Search code examples
pythonpandasdataframeseries

Longest continuous streaks of multiple users


I want to find the solution for this,

Provided a table with user_id and the dates they visited the platform, find the top 100 users with the longest continuous streak of visiting the platform as of yesterday.

I found these links that explain how to do this for one user. However, I am not sure how to do it for multiple users.

One naive might be to get all unique users and using a for loop and above answer, get the users with a maximum continuous visiting streak. However, I am interested in a vectorised way if possible.

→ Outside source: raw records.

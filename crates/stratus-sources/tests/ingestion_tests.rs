//! Ingestion façade integration tests.

mod common;

use std::sync::Arc;

use common::{FakeTransport, git_config, names, write};
use stratus_core::{CloudFoundryAccount, KubernetesAccount, ValueResolver};
use stratus_git::GitSyncEngine;
use stratus_sources::{AccountSource, CredentialIngestion, FilePrefixes, SourceConfig};

#[tokio::test]
async fn test_directory_mode() {
    let dir = tempfile::tempdir().unwrap();
    write(dir.path(), "kube-single.yml", "kubernetes:\n  accounts:\n    - name: kube-1\n");
    write(dir.path(), "cf-single.yml", "name: cf-1\napi: api.cf.example.com\n");

    let source = SourceConfig::Directory {
        path: dir.path().to_path_buf(),
        prefixes: FilePrefixes::default(),
    };
    let ingestion = CredentialIngestion::new(source, ValueResolver::default()).await.unwrap();

    assert!(ingestion.git_engine().is_none());
    assert!(ingestion.start().is_none());

    let kube = ingestion.source::<KubernetesAccount>().unwrap();
    assert_eq!(names(&kube.list().await.unwrap()), vec!["kube-1"]);
}

#[tokio::test]
async fn test_git_source_is_empty_until_cloned() {
    let dir = tempfile::tempdir().unwrap();
    let clone_dir = dir.path().join("clone");

    let engine = Arc::new(GitSyncEngine::with_transport(
        git_config(&clone_dir),
        Arc::new(FakeTransport::default()),
    ));
    let ingestion = CredentialIngestion::from_engine(Arc::clone(&engine), FilePrefixes::default(), ValueResolver::default());

    let kube = ingestion.source::<KubernetesAccount>().unwrap();
    assert!(kube.list().await.unwrap().is_empty());

    engine.run_cycle().await.unwrap();
    assert_eq!(names(&kube.list().await.unwrap()), vec!["kube-1"]);

    let cf = ingestion.source::<CloudFoundryAccount>().unwrap();
    assert!(cf.list().await.unwrap().is_empty());
}

#[tokio::test]
async fn test_invalid_url_fails_source_creation() {
    let source = SourceConfig::Url {
        url: "::not a url::".to_string(),
        format: stratus_core::AccountFormat::Yaml,
    };
    let ingestion = CredentialIngestion::new(source, ValueResolver::default()).await.unwrap();

    let err = ingestion.source::<KubernetesAccount>().err().unwrap();
    assert!(err.is_configuration_error());
}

If needed, these are the codes I used,

date_series = pd.Series(np.random.randint(0,10, 400), index=pd.to_datetime(np.random.randint(0,20, 400)*1e9*24*3600), name="uid")
df = date_series.reset_index().rename({"index":"date_val"}, axis=1).drop_duplicates().reset_index(drop=True)

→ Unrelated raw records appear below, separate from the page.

//! Command line and environment options for the agent binary.

use std::path::PathBuf;
use std::time::Duration;

use anyhow::{Context, bail};

/// Environment variable naming the settings file.
pub const CONFIG_ENV: &str = "STRATUS_CONFIG";

/// Environment variable overriding the poll interval, in seconds.
pub const POLL_INTERVAL_ENV: &str = "STRATUS_POLL_INTERVAL_SECS";

const DEFAULT_POLL_INTERVAL: Duration = Duration::from_secs(30);

/// Options that aren't part of the ingestion settings.
#[derive(Debug, Clone, PartialEq, Eq)]
pub struct AgentOptions {
    /// Settings file, if any. Environment variables still apply without one.
    pub config_path: Option<PathBuf>,
    /// How often every provider is listed.
    pub poll_interval: Duration,
}

impl AgentOptions {
    /// Reads options from the process arguments and environment.
    pub fn from_env() -> anyhow::Result<Self> {
        Self::parse(std::env::args().skip(1), |key| std::env::var(key).ok())
    }

    /// Reads options from explicit arguments and a variable lookup.
    ///
    /// The first argument, when present, is the settings file and wins over
    /// `STRATUS_CONFIG`.
    pub fn parse<I, F>(args: I, var: F) -> anyhow::Result<Self>
    where
        I: IntoIterator<Item = String>,
        F: Fn(&str) -> Option<String>,
    {
        let mut args = args.into_iter();
        let config_path = args
            .next()
            .or_else(|| var(CONFIG_ENV))
            .filter(|p| !p.trim().is_empty())
            .map(PathBuf::from);

        if let Some(extra) = args.next() {
            bail!("unexpected argument '{}', usage: stratus-agent [SETTINGS_FILE]", extra);
        }

        let poll_interval = match var(POLL_INTERVAL_ENV) {
            Some(raw) => {
                let secs: u64 = raw
                    .trim()
                    .parse()
                    .with_context(|| format!("{} must be a number of seconds, got '{}'", POLL_INTERVAL_ENV, raw))?;
                if secs == 0 {
                    bail!("{} must be greater than zero", POLL_INTERVAL_ENV);
                }
                Duration::from_secs(secs)
            },
            None => DEFAULT_POLL_INTERVAL,
        };

        Ok(Self {
            config_path,
            poll_interval,
        })
    }
}

#[cfg(test)]
mod tests {
    use super::*;
    use std::collections::HashMap;

    fn parse(args: &[&str], vars: &[(&str, &str)]) -> anyhow::Result<AgentOptions> {
        let vars: HashMap<String, String> = vars.iter().map(|(k, v)| (k.to_string(), v.to_string())).collect();
        AgentOptions::parse(args.iter().map(|a| a.to_string()), |key| vars.get(key).cloned())
    }

    #[test]
    fn test_defaults() {
        let options = parse(&[], &[]).unwrap();
        assert_eq!(options.config_path, None);
        assert_eq!(options.poll_interval, Duration::from_secs(30));
    }

    #[test]
    fn test_argument_wins_over_environment() {
        let options = parse(&["/etc/stratus/agent.yml"], &[(CONFIG_ENV, "/tmp/other.yml")]).unwrap();
        assert_eq!(options.config_path, Some(PathBuf::from("/etc/stratus/agent.yml")));

        let options = parse(&[], &[(CONFIG_ENV, "/tmp/other.yml")]).unwrap();
        assert_eq!(options.config_path, Some(PathBuf::from("/tmp/other.yml")));
    }

    #[test]
    fn test_poll_interval() {
        let options = parse(&[], &[(POLL_INTERVAL_ENV, "5")]).unwrap();
        assert_eq!(options.poll_interval, Duration::from_secs(5));

        assert!(parse(&[], &[(POLL_INTERVAL_ENV, "0")]).is_err());
        assert!(parse(&[], &[(POLL_INTERVAL_ENV, "soon")]).is_err());
    }

    #[test]
    fn test_extra_argument_is_rejected() {
        assert!(parse(&["a.yml", "b.yml"], &[]).is_err());
    }
}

For a given user id (say uid =1), I can use the following to find the max streak,

sub_df = df[df.uid==1].sort_values("date_val")
(sub_df.date_val+pd.Timedelta(days=1) != sub_df.date_val.shift(-1)).cumsum().value_counts().max()

But I don't understand how to do a similar thing for all users in the original dataframe (df) with a vectorized (not for loop) approach.


Solution

  • With the help of @wwnde's answer, I found the below answer. Posting it in case someone finds it useful.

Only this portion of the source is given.